Staples Center was alive all night with the biggest home crowd this season (the announced attendance of 6,000 fans included Drake and Michael B. Jordan sitting courtside), and in the end, that crowd was rewarded when LeBron James took over with the game on the line.

James was poked in the eye by Draymond Green with 2:07 left, sending him onto the ground in a fetal position with his arm covering his face.

He shook it off.

Just over a minute later, with 58.2 seconds left and the score tied at 100-100, James swished a 34-foot 3-pointer over the best 3-point shooter in the league in Stephen Curry, sprinkling in a bit of poetic justice to add to the drama. 

"I was literally seeing three rims out there," James said in his walk-off interview. "I just shot at the middle one."

Anthony Davis joked that the Lakers owed Green some gratitude.

"I think we might need to poke LeBron in the eye a lot more to hit shots like that," Davis said, smiling. 

With the victory, the Lakers avoided having to play in an elimination play-in game against the Memphis Grizzlies on Friday, a fate they seemed destined for in the first 24 minutes of the game but that now falls on the Warriors.

The Lakers opened the game in a lackadaisical stupor.
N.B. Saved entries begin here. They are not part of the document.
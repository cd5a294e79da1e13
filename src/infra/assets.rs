//! Filesystem-backed site assets and combined bundle storage.

use std::{
    fs,
    io::{self, Write},
    path::{Component, Path, PathBuf},
    sync::Arc,
    time::{Duration, SystemTime},
};

use axum::{
    body::Body,
    extract::{Path as PathParam, State},
    http::{HeaderValue, StatusCode, header},
    response::{IntoResponse, Response},
};
use bytes::Bytes;
use metrics::counter;
use mime_guess::Mime;
use sha2::{Digest, Sha256};
use tracing::{debug, warn};
use uuid::Uuid;

use crate::application::{
    assets::{AssetError, AssetStore, BundleKind},
    error::ErrorReport,
};

/// Hex characters of the content digest kept in bundle file names.
const BUNDLE_DIGEST_CHARS: usize = 16;

/// Reads assets below a document root and writes content-addressed bundles
/// into an output directory served under `public_prefix`.
#[derive(Debug)]
pub struct FsAssetStore {
    asset_root: PathBuf,
    output_dir: PathBuf,
    public_prefix: String,
}

impl FsAssetStore {
    /// Create the store, making sure the bundle directory exists.
    pub fn new(
        asset_root: PathBuf,
        output_dir: PathBuf,
        public_prefix: impl Into<String>,
    ) -> Result<Self, io::Error> {
        fs::create_dir_all(&output_dir)?;
        Ok(Self {
            asset_root,
            output_dir,
            public_prefix: public_prefix.into(),
        })
    }

    pub fn public_prefix(&self) -> &str {
        &self.public_prefix
    }

    /// Read a previously written bundle by file name.
    pub async fn read_bundle(&self, name: &str) -> Result<Bytes, AssetError> {
        let absolute = resolve(&self.output_dir, name)?;
        match tokio::fs::read(&absolute).await {
            Ok(data) => Ok(Bytes::from(data)),
            Err(err) if err.kind() == io::ErrorKind::NotFound => Err(AssetError::NotFound {
                path: name.to_string(),
            }),
            Err(err) => Err(AssetError::Io(err)),
        }
    }

    /// Delete bundles whose modification time is older than `max_age`.
    ///
    /// Reusing a bundle refreshes its modification time, so only bundles no
    /// page has produced for `max_age` are removed. Returns how many were.
    pub fn prune_bundles(&self, max_age: Duration) -> Result<usize, io::Error> {
        let now = SystemTime::now();
        let mut removed = 0;

        for entry in fs::read_dir(&self.output_dir)? {
            let entry = entry?;
            let metadata = entry.metadata()?;
            if !metadata.is_file() {
                continue;
            }
            let age = now
                .duration_since(metadata.modified()?)
                .unwrap_or(Duration::ZERO);
            if age <= max_age {
                continue;
            }

            match fs::remove_file(entry.path()) {
                Ok(()) => removed += 1,
                Err(err) if err.kind() == io::ErrorKind::NotFound => {}
                Err(err) => return Err(err),
            }
        }

        if removed > 0 {
            counter!("pagewright_bundle_pruned_total").increment(removed as u64);
        }
        Ok(removed)
    }
}

/// Prune the bundle directory once now and then every `interval`.
pub async fn prune_bundles_periodically(
    store: Arc<FsAssetStore>,
    max_age: Duration,
    interval: Duration,
) {
    let mut ticker = tokio::time::interval(interval);
    loop {
        ticker.tick().await;
        let store = Arc::clone(&store);
        match tokio::task::spawn_blocking(move || store.prune_bundles(max_age)).await {
            Ok(Ok(0)) => {}
            Ok(Ok(removed)) => debug!(
                target = "pagewright::infra::assets",
                removed,
                "stale bundles pruned"
            ),
            Ok(Err(err)) => warn!(
                target = "pagewright::infra::assets",
                error = %err,
                "failed to prune bundles"
            ),
            Err(err) => warn!(
                target = "pagewright::infra::assets",
                error = %err,
                "bundle pruning task failed"
            ),
        }
    }
}

impl AssetStore for FsAssetStore {
    fn read(&self, url_path: &str) -> Result<String, AssetError> {
        let absolute = resolve(&self.asset_root, url_path)?;
        let bytes = match fs::read(&absolute) {
            Ok(bytes) => bytes,
            Err(err) if err.kind() == io::ErrorKind::NotFound => {
                return Err(AssetError::NotFound {
                    path: url_path.to_string(),
                });
            }
            Err(err) => return Err(AssetError::Io(err)),
        };

        let mut text = String::from_utf8(bytes).map_err(|_| AssetError::Encoding {
            path: url_path.to_string(),
        })?;
        if text.starts_with('\u{feff}') {
            text.drain(..'\u{feff}'.len_utf8());
        }
        Ok(text)
    }

    fn store_bundle(&self, kind: BundleKind, contents: &str) -> Result<String, AssetError> {
        let digest = hex::encode(Sha256::digest(contents.as_bytes()));
        let name = format!("{}.{}", &digest[..BUNDLE_DIGEST_CHARS], kind.extension());
        let absolute = self.output_dir.join(&name);

        if !absolute.exists() {
            // Write-then-rename so concurrent requests never observe a partial bundle.
            let staging = self.output_dir.join(format!(".{}.tmp", Uuid::new_v4()));
            let mut file = fs::File::create(&staging)?;
            file.write_all(contents.as_bytes())?;
            file.sync_all()?;
            drop(file);
            if let Err(err) = fs::rename(&staging, &absolute) {
                let _ = fs::remove_file(&staging);
                return Err(AssetError::Io(err));
            }

            counter!("pagewright_bundle_written_total", "kind" => kind.extension()).increment(1);
            debug!(
                target = "pagewright::infra::assets",
                bundle = %name,
                bytes = contents.len(),
                "bundle written"
            );
        } else if let Err(err) = touch(&absolute) {
            debug!(
                target = "pagewright::infra::assets",
                bundle = %name,
                error = %err,
                "failed to refresh bundle timestamp"
            );
        }

        Ok(format!("{}/{}", self.public_prefix, name))
    }
}

fn touch(path: &Path) -> Result<(), io::Error> {
    fs::File::options()
        .write(true)
        .open(path)?
        .set_modified(SystemTime::now())
}

/// Join a URL-style path onto `root`, refusing anything that could escape it.
fn resolve(root: &Path, url_path: &str) -> Result<PathBuf, AssetError> {
    let relative = Path::new(url_path.trim_start_matches('/'));
    let escapes = relative.as_os_str().is_empty()
        || relative.is_absolute()
        || relative.components().any(|component| {
            matches!(
                component,
                Component::ParentDir | Component::Prefix(_) | Component::RootDir
            )
        });
    if escapes {
        return Err(AssetError::InvalidPath {
            path: url_path.to_string(),
        });
    }

    Ok(root.join(relative))
}

/// Serve a combined bundle from the output directory.
pub async fn serve_bundle(
    State(store): State<Arc<FsAssetStore>>,
    PathParam(file): PathParam<String>,
) -> Response {
    let source = "infra::assets::serve_bundle";
    match store.read_bundle(&file).await {
        Ok(bytes) => {
            let mime = mime_guess::from_path(&file).first_or_octet_stream();
            build_response(bytes, mime)
        }
        Err(AssetError::NotFound { .. }) => {
            let mut response = StatusCode::NOT_FOUND.into_response();
            ErrorReport::from_message(source, StatusCode::NOT_FOUND, "Bundle not found")
                .attach(&mut response);
            response
        }
        Err(err @ AssetError::InvalidPath { .. }) => {
            let mut response = StatusCode::BAD_REQUEST.into_response();
            ErrorReport::from_error(source, StatusCode::BAD_REQUEST, &err).attach(&mut response);
            response
        }
        Err(err) => {
            let mut response = StatusCode::INTERNAL_SERVER_ERROR.into_response();
            ErrorReport::from_error(source, StatusCode::INTERNAL_SERVER_ERROR, &err)
                .attach(&mut response);
            response
        }
    }
}

fn build_response(bytes: Bytes, mime: Mime) -> Response {
    let len = bytes.len();
    let mut response = Response::new(Body::from(bytes));
    *response.status_mut() = StatusCode::OK;

    let headers = response.headers_mut();
    if let Ok(value) = HeaderValue::from_str(mime.as_ref()) {
        headers.insert(header::CONTENT_TYPE, value);
    }
    if let Ok(value) = HeaderValue::from_str(&len.to_string()) {
        headers.insert(header::CONTENT_LENGTH, value);
    }
    headers.insert(
        header::CACHE_CONTROL,
        HeaderValue::from_static("public, max-age=31536000, immutable"),
    );

    response
}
By halftime, the team's top scorers were quieter than Staples Center when fans weren't allowed, with James shooting 1-for-7 from the field, Davis going 2-for-12 and Dennis Schroder going 1-for-9. 

Meanwhile, Curry was dancing around the Lakers' top-rated defense, scoring 15 of his game-high 37 points, including making one of his signature step-back 3-pointers as the buzzer sounded at the end of the second quarter to give the Warriors a 55-42 advantage.

Things weren't looking good for the listless Lakers, who had claimed they were going to approach Wednesday like a Game 7, but instead were acting as though it were summer league. 

But in the locker room at halftime, some unsuspecting characters helped turn things around. 

"Duds [Jared Dudley] and Smooth pretty much got on our ass at halftime," James said. "Smooth is [Markieff] Morris, if you don’t know who Smooth is. They got on us, they showed us that we gotta pick it up, pick this s--- up. They brought the fight to our building and we gotta bring it right back. When guys like that speak, you listen. We took it to heart. We didn’t take it personal. We just took it with us and we improved our effort in the second half."

The Lakers, who never had a lead for the entire first half, outscored the Warriors in the third quarter 35-24. They went on to take their first lead of the game about a minute into the fourth quarter after Kyle Kuzma made an eight-foot hook shot to put them up 81-79.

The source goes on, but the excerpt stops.